Soprattutto, quello che dall’interno ci tengono a far sapere è che «qui non esistono i sindacati». Amazon propaganda ai suoi dipendenti l’idea di essere una “grande famiglia” nella quale ci si batte per un obiettivo comune: la soddisfazione del cliente. Gli ordini vanno eseguiti nel tempo di consegna previsto, e perché tutto proceda senza intoppi è necessario che il lavoratore sia efficiente e in buona salute, e che non ci sia conflittualità interna. In meno di due anni di vita, i lavoratori di Passo Corese non hanno mai scioperato né si sono organizzati per far valere le loro richieste, com’è invece accaduto nell’altro grande hub italiano, quello di Castel San Giovanni, in provincia di Piacenza, dove i sindacati hanno protestato per chiedere l’assunzione di 1.951 lavoratori a termine, mentre gli assunti senza scadenza sono 1.651. Il 26 febbraio, alla protesta dei driver di Amazon a Milano è intervenuto Maurizio Landini. «Come consumatori, ci dobbiamo interrogare sulle condizioni di lavoro di coloro che fanno il servizio che abbiamo richiesto», ha detto il neosegretario della Cgil.
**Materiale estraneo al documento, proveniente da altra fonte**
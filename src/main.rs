use clap::Parser;
use std::process::ExitCode;

use ghch::{
    Args, Result,
    cli::{self, EXIT_CODE_ERR, EXIT_CODE_OK},
    command,
};

fn initialize_logger(verbose: bool) -> Result<()> {
    let filter = if verbose {
        simplelog::LevelFilter::Debug
    } else {
        simplelog::LevelFilter::Info
    };

    let config = simplelog::ConfigBuilder::new()
        .add_filter_allow_str("ghch")
        .build();

    simplelog::TermLogger::init(
        filter,
        config,
        simplelog::TerminalMode::Stderr,
        simplelog::ColorChoice::Auto,
    )?;

    Ok(())
}

async fn run(args: Args) -> Result<()> {
    color_eyre::install()?;
    initialize_logger(args.verbose)?;
    command::execute(&args).await
}

#[tokio::main]
async fn main() -> ExitCode {
    let args = match Args::try_parse() {
        Ok(args) => args,
        Err(err) => return cli::handle_parse_error(err),
    };

    match run(args).await {
        Ok(()) => ExitCode::from(EXIT_CODE_OK),
        Err(err) => {
            eprintln!("Error: {err}");
            ExitCode::from(EXIT_CODE_ERR)
        }
    }
}
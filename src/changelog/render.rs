//! Renders sections as JSON or as a markdown document.
use clap::ValueEnum;
use color_eyre::eyre::eyre;
use log::*;
use std::sync::LazyLock;
use tera::{Context, Tera};

use crate::{
    Result,
    changelog::types::{Changelog, Section},
};

const SECTION_TEMPLATE_NAME: &str = "section.md";

const SECTION_TEMPLATE: &str = r#"{% if to_revision %}## [{{ to_revision }}](https://{{ host }}/{{ owner }}/{{ repo }}/releases/tag/{{ to_revision }}){% else %}## Unreleased{% endif %}{% if changed_on %} ({{ changed_on }}){% endif %}
{% for pr in pull_requests %}
* {{ pr.title }} [#{{ pr.number }}](https://{{ host }}/{{ owner }}/{{ repo }}/pull/{{ pr.number }}) ([{{ pr.user.login }}](https://{{ host }}/{{ pr.user.login }}))
{%- endfor %}"#;

// Parsed once on first use and shared read-only afterwards.
static TEMPLATES: LazyLock<tera::Result<Tera>> = LazyLock::new(|| {
    let mut tera = Tera::default();
    tera.add_raw_template(SECTION_TEMPLATE_NAME, SECTION_TEMPLATE)?;
    Ok(tera)
});

/// Output format.
#[derive(Debug, Clone, Copy, Default, PartialEq, Eq, ValueEnum)]
pub enum Format {
    /// Pretty printed JSON.
    #[default]
    #[value(alias = "structured")]
    Json,
    /// Markdown release notes.
    #[value(alias = "document")]
    Markdown,
}

/// Pretty printed JSON for a section.
pub fn section_to_json(section: &Section) -> Result<String> {
    Ok(serde_json::to_string_pretty(section)?)
}

/// Pretty printed JSON for a full changelog.
pub fn changelog_to_json(changelog: &Changelog) -> Result<String> {
    Ok(serde_json::to_string_pretty(changelog)?)
}

/// Markdown for one section: a heading linking the release, then one bullet
/// per pull request. An untagged section is headed "Unreleased".
pub fn section_to_markdown(section: &Section) -> Result<String> {
    let tera = TEMPLATES
        .as_ref()
        .map_err(|err| eyre!("failed to load changelog template: {err}"))?;

    let mut context = Context::from_serialize(section)?;

    let changed_on = section
        .changed_at
        .map(|t| t.format("%Y-%m-%d").to_string())
        .unwrap_or_default();

    context.insert("changed_on", &changed_on);

    let rendered = tera.render(SECTION_TEMPLATE_NAME, &context)?;

    Ok(rendered.trim_end().to_string())
}

/// Markdown for a full changelog, sections separated by a blank line. A
/// section that fails to render is logged and left out.
pub fn changelog_to_markdown(changelog: &Changelog) -> String {
    changelog_to_markdown_with(changelog, section_to_markdown)
}

fn changelog_to_markdown_with(
    changelog: &Changelog,
    render: impl Fn(&Section) -> Result<String>,
) -> String {
    changelog
        .sections
        .iter()
        .filter_map(|section| match render(section) {
            Ok(rendered) => Some(rendered),
            Err(err) => {
                error!(
                    "failed to render section {}..{}: {err}",
                    section.from_revision, section.to_revision
                );
                None
            }
        })
        .collect::<Vec<String>>()
        .join("\n\n")
}

/// Render a single section in the requested format.
pub fn render_section(section: &Section, format: Format) -> Result<String> {
    match format {
        Format::Json => section_to_json(section),
        Format::Markdown => section_to_markdown(section),
    }
}

/// Render a full changelog in the requested format.
pub fn render_changelog(changelog: &Changelog, format: Format) -> Result<String> {
    match format {
        Format::Json => changelog_to_json(changelog),
        Format::Markdown => Ok(changelog_to_markdown(changelog)),
    }
}

#[cfg(test)]
#[path = "./render_tests.rs"]
mod tests;
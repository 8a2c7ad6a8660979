//! Configuration for forge platform connections.
use secrecy::SecretString;

/// Public GitHub host. Any other host is treated as GitHub Enterprise.
pub const DEFAULT_HOST: &str = "github.com";
/// Scheme used for links and API calls when none can be derived.
pub const DEFAULT_SCHEME: &str = "https";

/// Remote forge connection configuration.
#[derive(Debug, Clone)]
pub struct RemoteConfig {
    /// Remote forge host (e.g., "github.com").
    pub host: String,
    /// URL scheme (http or https).
    pub scheme: String,
    /// Access token for authentication. Empty means anonymous access.
    pub token: SecretString,
}

impl Default for RemoteConfig {
    fn default() -> Self {
        Self {
            host: DEFAULT_HOST.to_string(),
            scheme: DEFAULT_SCHEME.to_string(),
            token: SecretString::from("".to_string()),
        }
    }
}

impl RemoteConfig {
    /// REST API base for the configured host.
    pub fn api_base_uri(&self) -> String {
        if self.host == DEFAULT_HOST {
            format!("{}://api.{}", self.scheme, self.host)
        } else {
            format!("{}://{}/api/v3", self.scheme, self.host)
        }
    }
}
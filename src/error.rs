//! Error types for ghch.

use thiserror::Error;

/// Main error type for ghch operations.
#[derive(Error, Debug)]
pub enum GhchError {
    // Cli args errors
    #[error("Invalid arguments: {0}")]
    InvalidArgs(String),

    // Repository errors
    #[error("Unable to resolve revision: {0}")]
    UnresolvedRevision(String),

    #[error("Remote not configured: {0}")]
    RemoteNotConfigured(String),

    #[error("Git URL parse error: {0}")]
    GitUrlError(#[from] git_url_parse::GitUrlParseError),

    #[error("Git operation failed: {0}")]
    GitError(#[from] git2::Error),

    // Forge/API errors
    #[error("Forge operation failed: {0}")]
    ForgeError(String),

    #[error("API rate limit exceeded")]
    RateLimitExceeded,

    // Rendering errors
    #[error("Template rendering failed: {0}")]
    TemplateError(#[from] tera::Error),

    #[error("JSON error: {0}")]
    JsonError(#[from] serde_json::Error),

    #[error("Regular expression error: {0}")]
    RegexError(#[from] regex::Error),

    #[error("Logger initialization error: {0}")]
    LoggerError(#[from] log::SetLoggerError),

    // Generic wrapper for other errors
    #[error(transparent)]
    Other(#[from] color_eyre::Report),
}

/// Result type alias using GhchError
pub type Result<T> = std::result::Result<T, GhchError>;

impl GhchError {
    /// Create a forge error with context
    pub fn forge(msg: impl Into<String>) -> Self {
        Self::ForgeError(msg.into())
    }

    /// Create an unresolved revision error
    pub fn unresolved(revision: impl Into<String>) -> Self {
        Self::UnresolvedRevision(revision.into())
    }
}

// Wraps in Other variant for generic I/O errors
impl From<std::io::Error> for GhchError {
    fn from(err: std::io::Error) -> Self {
        Self::Other(color_eyre::Report::from(err))
    }
}

impl From<octocrab::Error> for GhchError {
    fn from(err: octocrab::Error) -> Self {
        match &err {
            octocrab::Error::GitHub { source, .. }
                if source.message.contains("rate limit") =>
            {
                Self::RateLimitExceeded
            }
            _ => Self::ForgeError(format!("GitHub API error: {}", err)),
        }
    }
}
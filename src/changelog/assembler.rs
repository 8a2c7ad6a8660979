//! Drives the section builder over one range or every version boundary.
use log::*;
use std::iter;

use crate::{
    Result,
    changelog::{
        builder::SectionBuilder,
        types::{Changelog, Section},
    },
};

/// Revision pairs `(from, to)` for every version boundary, newest first.
///
/// The boundary list is the tags (newest first) framed by an empty string on
/// each side: the leading one is the unreleased tip, the trailing one is the
/// repository root. Each adjacent pair is one section.
pub fn boundary_pairs(tags: &[String]) -> Vec<(String, String)> {
    let boundaries = iter::once("")
        .chain(tags.iter().map(String::as_str))
        .chain(iter::once(""))
        .collect::<Vec<&str>>();

    boundaries
        .windows(2)
        .map(|pair| {
            let (to, from) = (pair[0], pair[1]);
            (from.to_string(), to.to_string())
        })
        .collect()
}

/// Replace an empty (unreleased) `to_revision` with the caller's label for
/// the upcoming version.
fn apply_next_version(section: &mut Section, next_version: Option<&str>) {
    if let Some(label) = next_version
        && !label.is_empty()
        && section.to_revision.is_empty()
    {
        debug!("labeling unreleased section as {label}");
        section.to_revision = label.to_string();
    }
}

/// Assembles sections into a changelog.
pub struct Assembler {
    builder: SectionBuilder,
}

impl Assembler {
    pub fn new(builder: SectionBuilder) -> Self {
        Self { builder }
    }

    /// Build one section for an explicit range. With neither `from` nor `to`
    /// given, the range starts at the latest version tag.
    pub async fn single(
        &self,
        from: Option<&str>,
        to: Option<&str>,
        next_version: Option<&str>,
    ) -> Section {
        let mut from = from.unwrap_or("").to_string();
        let to = to.unwrap_or("");

        if from.is_empty() && to.is_empty() {
            from = match self.builder.repo().latest_semver_tag().await {
                Ok(Some(tag)) => tag,
                Ok(None) => {
                    info!("no version tags found: using full history");
                    "".into()
                }
                Err(err) => {
                    error!("failed to find latest version tag: {err}");
                    "".into()
                }
            };
        }

        let mut section = self.builder.build(&from, to).await;
        apply_next_version(&mut section, next_version);
        section
    }

    /// Build a section for every version boundary, newest first. A
    /// repository without version tags yields one section covering its
    /// whole history.
    pub async fn all(&self, next_version: Option<&str>) -> Result<Changelog> {
        let tags = self.builder.repo().version_tags().await?;

        info!("found {} version tags", tags.len());

        let mut changelog = Changelog::default();

        for (index, (from, to)) in boundary_pairs(&tags).iter().enumerate() {
            let mut section = self.builder.build(from, to).await;

            if index == 0 {
                apply_next_version(&mut section, next_version);
            }

            changelog.sections.push(section);
        }

        Ok(changelog)
    }
}

#[cfg(test)]
#[path = "./assembler_tests.rs"]
mod tests;
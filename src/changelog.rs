//! Changelog computation: sections per version boundary and their rendering.

/// Changelog assembly over one range or all version tags.
pub mod assembler;

/// Single section construction for a revision range.
pub mod builder;

/// JSON and markdown output.
pub mod render;

/// Section and changelog data model.
pub mod types;
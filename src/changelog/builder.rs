//! Builds a single changelog section for a revision range.
use log::*;
use std::sync::Arc;

use crate::{
    changelog::types::Section, forge::traits::PullRequestProvider,
    repo::{RemoteIdentity, Repository},
};

/// Combines the repository and pull request providers into [`Section`]s.
///
/// Provider failures never abort a section: they are logged and the affected
/// field is left empty. A changelog entry with partial data is preferred over
/// no entry at all.
pub struct SectionBuilder {
    repo: Arc<dyn Repository>,
    pull_requests: Arc<dyn PullRequestProvider>,
    identity: RemoteIdentity,
}

impl SectionBuilder {
    pub fn new(
        repo: Arc<dyn Repository>,
        pull_requests: Arc<dyn PullRequestProvider>,
        identity: RemoteIdentity,
    ) -> Self {
        Self {
            repo,
            pull_requests,
            identity,
        }
    }

    /// Resolve the remote identity once for the whole run. Falls back to an
    /// empty owner/repo when the remote cannot be read.
    pub async fn resolve_identity(
        repo: &dyn Repository,
        remote: &str,
    ) -> RemoteIdentity {
        match repo.remote_identity(remote).await {
            Ok(identity) => identity,
            Err(err) => {
                error!("failed to determine owner/repo from remote: {err}");
                RemoteIdentity::default()
            }
        }
    }

    pub fn repo(&self) -> &dyn Repository {
        self.repo.as_ref()
    }

    /// Build the section covering `(from, to]`.
    pub async fn build(&self, from: &str, to: &str) -> Section {
        info!("building section: from [{from}] to [{to}]");

        let pull_requests = match self
            .pull_requests
            .merged_pull_requests(
                &self.identity.owner,
                &self.identity.repo,
                from,
                to,
            )
            .await
        {
            Ok(prs) => prs,
            Err(err) => {
                error!("failed to get pull requests for {from}..{to}: {err}");
                vec![]
            }
        };

        let changed_at = match self.repo.commit_timestamp(to).await {
            Ok(timestamp) => Some(timestamp),
            Err(err) => {
                warn!("unable to resolve change time for [{to}]: {err}");
                None
            }
        };

        Section {
            pull_requests,
            from_revision: from.to_string(),
            to_revision: to.to_string(),
            changed_at,
            owner: self.identity.owner.clone(),
            repo: self.identity.repo.clone(),
            host: self.identity.host.clone(),
        }
    }
}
A Passo Corese invece è tutta un’altra musica. “Work hard, have fun, make history” (lavora duro, divertiti, fai la storia), è il motto scritto a caratteri cubitali nella sala che a settembre scorso, per festeggiare il primo anno di vita dello stabilimento, ha ospitato il cantante spagnolo Alvaro Soler, star del talent show “Tú sí que vales”, esibitosi davanti ai dipendenti che facevano la ola.